Monday, March 16, 2009

Verbascum thapsus: leaves

Don't plant this—it's invasive!

Verbascum thapsus, known in English as great mullein or common mullein, and in French as molène thapsus, molène Bouillon-blanc, Bouillon-blanc or Bouillon jaune is a biennial native to Eurasia and north Africa. In Canada it is generally considered a weed, and a number of sources call it invasive.

Here you can see some of the old foliage from last year, and a rosette of new leaves opening in the middle.

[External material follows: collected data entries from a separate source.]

//! Batcher and pipeline driver.
//!
//! One run fetches every bookmark in the collection, skips articles the cache
//! already has a label for, classifies the rest in fixed-size batches, and
//! finally pushes every cached label back to the bookmarking service.
//!
//! The cache is persisted after each batch, so an aborted run loses at most
//! the batch that was in flight. Articles whose classification was lost still
//! have an empty label and are picked up again by the next run.

use std::collections::BTreeSet;
use std::num::NonZeroUsize;
use std::sync::Arc;

use anyhow::{Context, Result};
use tracing::{debug, info, warn};

use crate::cache::{CacheLoad, CacheStore, FingerprintCache};
use crate::classifier::Classifier;
use crate::models::{BookmarkItem, CacheRecord};
use crate::raindrop::BookmarkService;
use crate::reconciler::{self, RateLimit};
use crate::source;

/// Default number of articles per classification request.
pub const DEFAULT_BATCH_SIZE: usize = 15;

/// Knobs for a pipeline run.
#[derive(Debug, Clone, Copy, PartialEq)]
pub struct PipelineSettings {
    /// Collection to scan.
    pub collection_id: i64,
    /// Number of items per classification request.
    pub batch_size: NonZeroUsize,
    /// Pause policy for tag write-back.
    pub rate_limit: RateLimit,
}

impl PipelineSettings {
    /// Settings for `collection_id` with the default batch size and rate limit.
    pub fn new(collection_id: i64) -> Self {
        Self {
            collection_id,
            batch_size: NonZeroUsize::new(DEFAULT_BATCH_SIZE).unwrap_or(NonZeroUsize::MIN),
            rate_limit: RateLimit::default(),
        }
    }
}

/// Counters describing one run.
#[derive(Debug, Clone, Default, PartialEq, Eq)]
pub struct RunSummary {
    /// Distinct items fetched from the collection.
    pub items: usize,
    /// Batches the items were partitioned into.
    pub batches: usize,
    /// Batches sent to the classifier.
    pub classifier_calls: usize,
    /// Items skipped because the cache already had a label for them.
    pub already_labeled: usize,
    /// Labels written into the cache.
    pub labels_applied: usize,
    /// Articles returned by the classifier that were never submitted.
    pub unmatched: Vec<String>,
    /// Bookmarks whose tags were pushed.
    pub tags_pushed: usize,
}

/// Splits the item set into consecutive groups of at most `batch_size` items.
///
/// The order is the set's order, so the same items always produce the same
/// batches.
pub fn partition(items: &BTreeSet<BookmarkItem>, batch_size: NonZeroUsize) -> Vec<Vec<BookmarkItem>> {
    let items: Vec<BookmarkItem> = items.iter().cloned().collect();
    items
        .chunks(batch_size.get())
        .map(<[BookmarkItem]>::to_vec)
        .collect()
}

/// Registers a batch in the cache and returns the texts that need a label.
///
/// Items whose fingerprint already maps to a labeled record are skipped.
/// Every other item gets a fresh unlabeled record (replacing any earlier
/// unlabeled one, so the last identifier seen for a text wins) and its text is
/// returned for classification. The result has one entry per item marked, so
/// two items sharing a text are both counted and both submitted.
pub fn select_unlabeled(cache: &mut FingerprintCache, batch: &[BookmarkItem]) -> Vec<String> {
    let mut pending = Vec::new();

    for item in batch {
        let fingerprint = item.fingerprint();
        if cache.is_labeled(&fingerprint) {
            debug!(article = %item.text(), "skipping, already processed");
            continue;
        }

        cache.insert(fingerprint, CacheRecord::unlabeled(item.id(), item.text()));
        pending.push(item.text().to_string());
    }

    pending
}

/// Drives a full run against a bookmarking service and a classifier.
pub struct Pipeline {
    bookmarks: Arc<dyn BookmarkService>,
    classifier: Classifier,
    store: CacheStore,
    settings: PipelineSettings,
}

impl Pipeline {
    /// Creates a pipeline.
    pub fn new(
        bookmarks: Arc<dyn BookmarkService>,
        classifier: Classifier,
        store: CacheStore,
        settings: PipelineSettings,
    ) -> Self {
        Self {
            bookmarks,
            classifier,
            store,
            settings,
        }
    }

    /// Returns the classifier batches are sent to.
    pub fn classifier(&self) -> &Classifier {
        &self.classifier
    }

    /// Returns the cache store this pipeline persists to.
    pub fn store(&self) -> &CacheStore {
        &self.store
    }

    /// Runs fetch, classification and tag write-back.
    ///
    /// # Errors
    ///
    /// Fails if fetching bookmarks, calling the classifier, persisting the
    /// cache or pushing a tag fails. Work completed before the failure is
    /// already persisted.
    pub fn run(&self) -> Result<RunSummary> {
        let items = source::fetch_all(self.bookmarks.as_ref(), self.settings.collection_id)
            .with_context(|| {
                format!(
                    "Failed to fetch bookmarks from collection {}",
                    self.settings.collection_id
                )
            })?;
        info!(items = items.len(), "fetched bookmarks");

        let cache = self.load_cache();
        let (cache, mut summary) = self.classify(&items, cache)?;

        summary.tags_pushed =
            reconciler::write_back(&cache, self.bookmarks.as_ref(), self.settings.rate_limit)
                .context("Failed to push tags")?;

        Ok(summary)
    }

    /// Loads the cache snapshot, falling back to an empty cache.
    pub fn load_cache(&self) -> FingerprintCache {
        match self.store.load() {
            CacheLoad::Restored(cache) => {
                info!(records = cache.len(), path = %self.store.path().display(), "loaded cache");
                cache
            }
            CacheLoad::Fresh { reason } => {
                warn!(%reason, "starting with an empty cache");
                FingerprintCache::new()
            }
        }
    }

    /// Classifies every unlabeled item, batch by batch.
    ///
    /// Takes the cache by value and hands it back with the new records and
    /// labels. The cache is persisted after every batch that touched it,
    /// including one whose classifier call failed.
    pub fn classify(
        &self,
        items: &BTreeSet<BookmarkItem>,
        mut cache: FingerprintCache,
    ) -> Result<(FingerprintCache, RunSummary)> {
        let batches = partition(items, self.settings.batch_size);
        let mut summary = RunSummary {
            items: items.len(),
            batches: batches.len(),
            ..RunSummary::default()
        };

        for (index, batch) in batches.iter().enumerate() {
            summary.already_labeled += batch
                .iter()
                .filter(|item| cache.is_labeled(&item.fingerprint()))
                .count();
            let pending = select_unlabeled(&mut cache, batch);

            if pending.len() <= 1 {
                info!(batch = index, pending = pending.len(), "no new items to process, skipping batch");
                if !pending.is_empty() {
                    self.persist(&cache)?;
                }
                continue;
            }

            info!(batch = index, pending = pending.len(), "processing items");
            summary.classifier_calls += 1;
            let classified = self.classifier.classify(&pending);

            if let Ok(labels) = &classified {
                let outcome = reconciler::apply_labels(&mut cache, labels);
                summary.labels_applied += outcome.applied;
                summary.unmatched.extend(outcome.unmatched);
            }
            self.persist(&cache)?;

            classified.with_context(|| format!("Classifier request for batch {index} failed"))?;
        }

        Ok((cache, summary))
    }

    fn persist(&self, cache: &FingerprintCache) -> Result<()> {
        self.store.persist(cache).with_context(|| {
            format!("Failed to persist cache to {}", self.store.path().display())
        })
    }
}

The soft velvety leaves are rather nice, but do we really need more of this plant spreading itself around and invading wild spaces, where it displaces native plants?

2 comments:

  1. Could you not plant this in a pot and then in the ground so the roots don't spread? I do this with mint..cut the bottom out of a plastic pot..place the plant in the ground pot and all..then the side ways roots stay contained and don't spread and I have fresh mint to garnish that cool lemonade!
    Spring is coming I'm sending you some sun from the desert! :)NG

    ReplyDelete
  2. I think it spreads mainly by seed (see the massive seed spike here) so it would be necessary to deadhead it, but even then the flowers on the spike don't bloom simultaneously so it's possible that some seeds might have formed while other flowers were still coming out.